There Are Residential Requirements

While California doesn’t require you to give a reason if you want a divorce, other requirements are still in place. First and foremost, one spouse needs to have been a California resident for at least six months. Also, they need to have been a resident of the county they file in for at least three months. Once you’ve filed, there is a period of six months where spouses can appeal before the divorce gets finalized.

There are different, more strict requirements for those who want a summary dissolution of marriage, another form of divorce. Though the process is faster than the standard divorce proceedings, it has a strict set of requirements that must be met (the Judicial Branch of California lists them all here).

Regardless of which type of divorce you choose, you’ll want the help of experienced divorce attorneys to help you navigate the process. Hann Law Firm can help with any kind of divorce in California.

California and Community Property

A common fear people have going into divorce is losing their property. They may feel they have certain entitlements that the division of property could threaten. Before you choose to file for a divorce, it’s crucial to understand how California carries out the division of property in a divorce.

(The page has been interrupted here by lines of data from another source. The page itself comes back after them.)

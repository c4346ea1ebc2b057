//! Playback selection and play-item construction.
//!
//! The resolver hands over every candidate; this layer keeps the ones the
//! active engine can play, tries them in order, and describes the winning
//! stream the way the host player expects (adaptive-stream properties for
//! HLS, a MIME type for direct files).

use std::collections::BTreeMap;

use serde::Serialize;
use tracing::{info, warn};

use crate::error::{DafilmsError, Result};
use crate::stream::{StreamCandidate, StreamFormat};

/// Adaptive-stream input addon used for HLS.
pub const ADAPTIVE_INPUTSTREAM: &str = "inputstream.adaptive";

/// What the active playback engine can handle.
#[derive(Debug, Clone, Copy, PartialEq, Eq)]
pub struct PlaybackEngine {
    pub supports_hls: bool,
    pub supports_mp4: bool,
    /// Whether to attempt UNKNOWN-format URLs as adaptive streams.
    pub supports_unknown: bool,
}

impl Default for PlaybackEngine {
    fn default() -> Self {
        Self {
            supports_hls: true,
            supports_mp4: true,
            supports_unknown: true,
        }
    }
}

impl PlaybackEngine {
    /// Engine without the adaptive input addon: direct files only.
    pub fn direct_only() -> Self {
        Self {
            supports_hls: false,
            supports_mp4: true,
            supports_unknown: false,
        }
    }

    pub fn supports(&self, format: StreamFormat) -> bool {
        match format {
            StreamFormat::Hls => self.supports_hls,
            StreamFormat::Mp4 => self.supports_mp4,
            StreamFormat::Unknown => self.supports_unknown,
        }
    }
}

/// Ordered playback attempts for one film.
#[derive(Debug, Clone)]
pub struct PlaybackPlan {
    film_id: String,
    attempts: Vec<StreamCandidate>,
}

impl PlaybackPlan {
    /// Keep the supported candidates in rank order.
    ///
    /// With `prefer_hd`, the highest-quality candidate among those tied with
    /// the first on format and confidence is moved to the front.
    pub fn new(
        film_id: impl Into<String>,
        candidates: Vec<StreamCandidate>,
        engine: PlaybackEngine,
        prefer_hd: bool,
    ) -> Self {
        let mut attempts: Vec<StreamCandidate> = candidates
            .into_iter()
            .filter(|c| engine.supports(c.format))
            .collect();

        if prefer_hd && attempts.len() > 1 {
            let head = (attempts[0].format, attempts[0].confidence);
            let tied = attempts
                .iter()
                .take_while(|c| (c.format, c.confidence) == head)
                .count();
            // max_by_key returns the last maximum; iterate reversed so the first one wins
            if let Some(best) = attempts[..tied]
                .iter()
                .enumerate()
                .rev()
                .max_by_key(|(_, c)| c.quality.unwrap_or(0))
                .map(|(i, _)| i)
            {
                let chosen = attempts.remove(best);
                attempts.insert(0, chosen);
            }
        }

        Self {
            film_id: film_id.into(),
            attempts,
        }
    }

    pub fn attempts(&self) -> &[StreamCandidate] {
        &self.attempts
    }

    pub fn first(&self) -> Option<&StreamCandidate> {
        self.attempts.first()
    }

    /// Try candidates in order until `play` succeeds.
    ///
    /// Failures are logged and the next candidate is tried. Returns
    /// [`DafilmsError::NoStreamFound`] when every attempt fails or there
    /// were none.
    pub fn play_with<T, F>(&self, mut play: F) -> Result<T>
    where
        F: FnMut(&StreamCandidate) -> Result<T>,
    {
        for (i, candidate) in self.attempts.iter().enumerate() {
            match play(candidate) {
                Ok(value) => {
                    info!(attempt = i + 1, url = %candidate.url, format = %candidate.format, "Playback started");
                    return Ok(value);
                }
                Err(e) => {
                    warn!(attempt = i + 1, url = %candidate.url, error = %e, "Playback attempt failed");
                }
            }
        }
        Err(DafilmsError::NoStreamFound {
            film_id: self.film_id.clone(),
        })
    }
}

/// A playable item as handed to the host player.
#[derive(Debug, Clone, PartialEq, Eq, Serialize)]
pub struct PlayItem {
    pub title: String,
    pub path: String,
    #[serde(skip_serializing_if = "Option::is_none")]
    pub mime_type: Option<String>,
    /// Player properties (`inputstream`, `inputstream.adaptive.*`).
    pub properties: BTreeMap<String, String>,
    pub content_lookup: bool,
}

impl PlayItem {
    /// Describe `candidate` for the player.
    pub fn for_candidate(title: &str, candidate: &StreamCandidate, user_agent: &str) -> Self {
        let mut properties = BTreeMap::new();
        let headers = format!("User-Agent={user_agent}");
        let mut mime_type = None;

        match candidate.format {
            StreamFormat::Hls => {
                properties.insert("inputstream".into(), ADAPTIVE_INPUTSTREAM.into());
                properties.insert("inputstream.adaptive.manifest_type".into(), "hls".into());
                properties.insert("inputstream.adaptive.manifest_update_parameter".into(), "full".into());
                properties.insert("inputstream.adaptive.stream_headers".into(), headers);
            }
            StreamFormat::Mp4 => {
                properties.insert("inputstream".into(), String::new());
                mime_type = Some("video/mp4".to_string());
                if candidate.url.contains("cloudfront.net") {
                    properties.insert("inputstream.adaptive.stream_headers".into(), headers);
                }
            }
            StreamFormat::Unknown => {
                properties.insert("inputstream".into(), ADAPTIVE_INPUTSTREAM.into());
                properties.insert("inputstream.adaptive.manifest_type".into(), "hls".into());
            }
        }

        Self {
            title: title.to_string(),
            path: candidate.url.clone(),
            mime_type,
            properties,
            content_lookup: false,
        }
    }
}

#[cfg(test)]
mod tests {
    use super::*;
    use crate::stream::Confidence;

    fn candidate(url: &str, confidence: Confidence, label: Option<&str>) -> StreamCandidate {
        StreamCandidate::new(url, None, confidence, "test").with_label(label.map(str::to_string))
    }

    #[test]
    fn filters_unsupported_formats() {
        let plan = PlaybackPlan::new(
            "1",
            vec![
                candidate("https://c/a.m3u8", Confidence::Direct, None),
                candidate("https://c/b.mp4", Confidence::Script, None),
            ],
            PlaybackEngine::direct_only(),
            false,
        );
        let urls: Vec<_> = plan.attempts().iter().map(|c| c.url.as_str()).collect();
        assert_eq!(urls, ["https://c/b.mp4"]);
    }

    #[test]
    fn prefers_hd_among_tied_candidates() {
        let plan = PlaybackPlan::new(
            "1",
            vec![
                candidate("https://c/sd.mp4", Confidence::Script, Some("360p")),
                candidate("https://c/hd.mp4", Confidence::Script, Some("720p")),
                candidate("https://c/fhd.mp4", Confidence::Pattern, Some("1080p")),
            ],
            PlaybackEngine::default(),
            true,
        );
        let urls: Vec<_> = plan.attempts().iter().map(|c| c.url.as_str()).collect();
        assert_eq!(urls, ["https://c/hd.mp4", "https://c/sd.mp4", "https://c/fhd.mp4"]);
    }

    #[test]
    fn no_quality_info_keeps_order() {
        let plan = PlaybackPlan::new(
            "1",
            vec![
                candidate("https://c/one.mp4", Confidence::Direct, None),
                candidate("https://c/two.mp4", Confidence::Direct, None),
            ],
            PlaybackEngine::default(),
            true,
        );
        assert_eq!(plan.first().unwrap().url, "https://c/one.mp4");
    }

    #[test]
    fn falls_back_to_next_candidate() {
        let plan = PlaybackPlan::new(
            "9",
            vec![
                candidate("https://c/broken.m3u8", Confidence::Direct, None),
                candidate("https://c/ok.mp4", Confidence::Direct, None),
            ],
            PlaybackEngine::default(),
            false,
        );
        let mut tried = Vec::new();
        let played = plan
            .play_with(|c| {
                tried.push(c.url.clone());
                if c.format == StreamFormat::Hls {
                    Err(DafilmsError::Parse("manifest 404".into()))
                } else {
                    Ok(c.url.clone())
                }
            })
            .unwrap();
        assert_eq!(played, "https://c/ok.mp4");
        assert_eq!(tried.len(), 2);
    }

    #[test]
    fn all_attempts_failing_is_no_stream() {
        let plan = PlaybackPlan::new("9", vec![], PlaybackEngine::default(), true);
        let err = plan.play_with(|_| Ok::<_, DafilmsError>(())).unwrap_err();
        assert!(matches!(err, DafilmsError::NoStreamFound { film_id } if film_id == "9"));
    }

    #[test]
    fn play_item_properties() {
        let hls = candidate("https://c/a.m3u8", Confidence::Direct, None);
        let item = PlayItem::for_candidate("Film", &hls, "Kodi/DAFilms Addon");
        assert_eq!(item.properties["inputstream"], ADAPTIVE_INPUTSTREAM);
        assert_eq!(item.properties["inputstream.adaptive.manifest_type"], "hls");
        assert_eq!(
            item.properties["inputstream.adaptive.stream_headers"],
            "User-Agent=Kodi/DAFilms Addon"
        );
        assert!(item.mime_type.is_none());
        assert!(!item.content_lookup);

        let mp4 = candidate("https://d1.cloudfront.net/a.mp4", Confidence::Direct, None);
        let item = PlayItem::for_candidate("Film", &mp4, "UA");
        assert_eq!(item.mime_type.as_deref(), Some("video/mp4"));
        assert_eq!(item.properties["inputstream"], "");
        assert!(item.properties.contains_key("inputstream.adaptive.stream_headers"));

        let plain = candidate("https://cdn/a.mp4", Confidence::Direct, None);
        let item = PlayItem::for_candidate("Film", &plain, "UA");
        assert!(!item.properties.contains_key("inputstream.adaptive.stream_headers"));
    }
}
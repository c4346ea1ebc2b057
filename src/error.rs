//! Error taxonomy for fetching, parsing and resolving DAFilms content.
//!
//! Parse failures are recovered at the strategy level and only ever logged;
//! transport failures and total resolution failure reach the caller, which
//! turns them into a short user-visible message via
//! [`DafilmsError::user_message`].

use reqwest::StatusCode;
use thiserror::Error;

/// Errors produced by the library.
#[derive(Error, Debug)]
pub enum DafilmsError {
    #[error("request to {url} failed: {source}")]
    Transport {
        url: String,
        #[source]
        source: reqwest::Error,
    },

    #[error("{url} answered with HTTP {status}")]
    HttpStatus { url: String, status: StatusCode },

    #[error("film {film_id} requires purchase or subscription")]
    AccessDenied { film_id: String },

    #[error("parse error: {0}")]
    Parse(String),

    #[error("no playable stream found for film {film_id}")]
    NoStreamFound { film_id: String },

    #[error("login required: no credentials configured")]
    LoginRequired,

    #[error("login failed: {0}")]
    LoginFailed(String),

    #[error("configuration error: {0}")]
    Config(String),

    #[error("IO error: {0}")]
    Io(#[from] std::io::Error),

    #[error("JSON error: {0}")]
    Json(#[from] serde_json::Error),

    #[error("TOML error: {0}")]
    Toml(#[from] toml::de::Error),
}

pub type Result<T> = std::result::Result<T, DafilmsError>;

impl DafilmsError {
    /// Wrap a reqwest error together with the URL that was requested.
    pub fn transport(url: impl Into<String>, source: reqwest::Error) -> Self {
        Self::Transport {
            url: url.into(),
            source,
        }
    }

    /// Short message suitable for a notification banner.
    pub fn user_message(&self) -> &'static str {
        match self {
            Self::Transport { .. } | Self::HttpStatus { .. } => "Content unavailable",
            Self::AccessDenied { .. } => "Film requires purchase or subscription",
            Self::NoStreamFound { .. } => "Playback unavailable",
            Self::LoginRequired => "Login required: set credentials in settings",
            Self::LoginFailed(_) => "Login failed: check your credentials",
            Self::Parse(_) | Self::Json(_) => "Unexpected page content",
            Self::Config(_) | Self::Toml(_) | Self::Io(_) => "Invalid configuration",
        }
    }

    /// `true` for network and HTTP-status failures.
    pub fn is_transport(&self) -> bool {
        matches!(self, Self::Transport { .. } | Self::HttpStatus { .. })
    }
}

California (along with some other states) is a community property state. This means that almost all assets (including income and debts) acquired during your marriage are equally co-owned by your spouse. This isn’t true for gifts from a third-party, like an inheritance. When it comes time to divide assets, California law requires it to be as close to equal based on the assets’ combined value. Also, note that assets you acquired during your marriage in another state (even those that don’t use community property laws) will be treated as though you acquired them in California.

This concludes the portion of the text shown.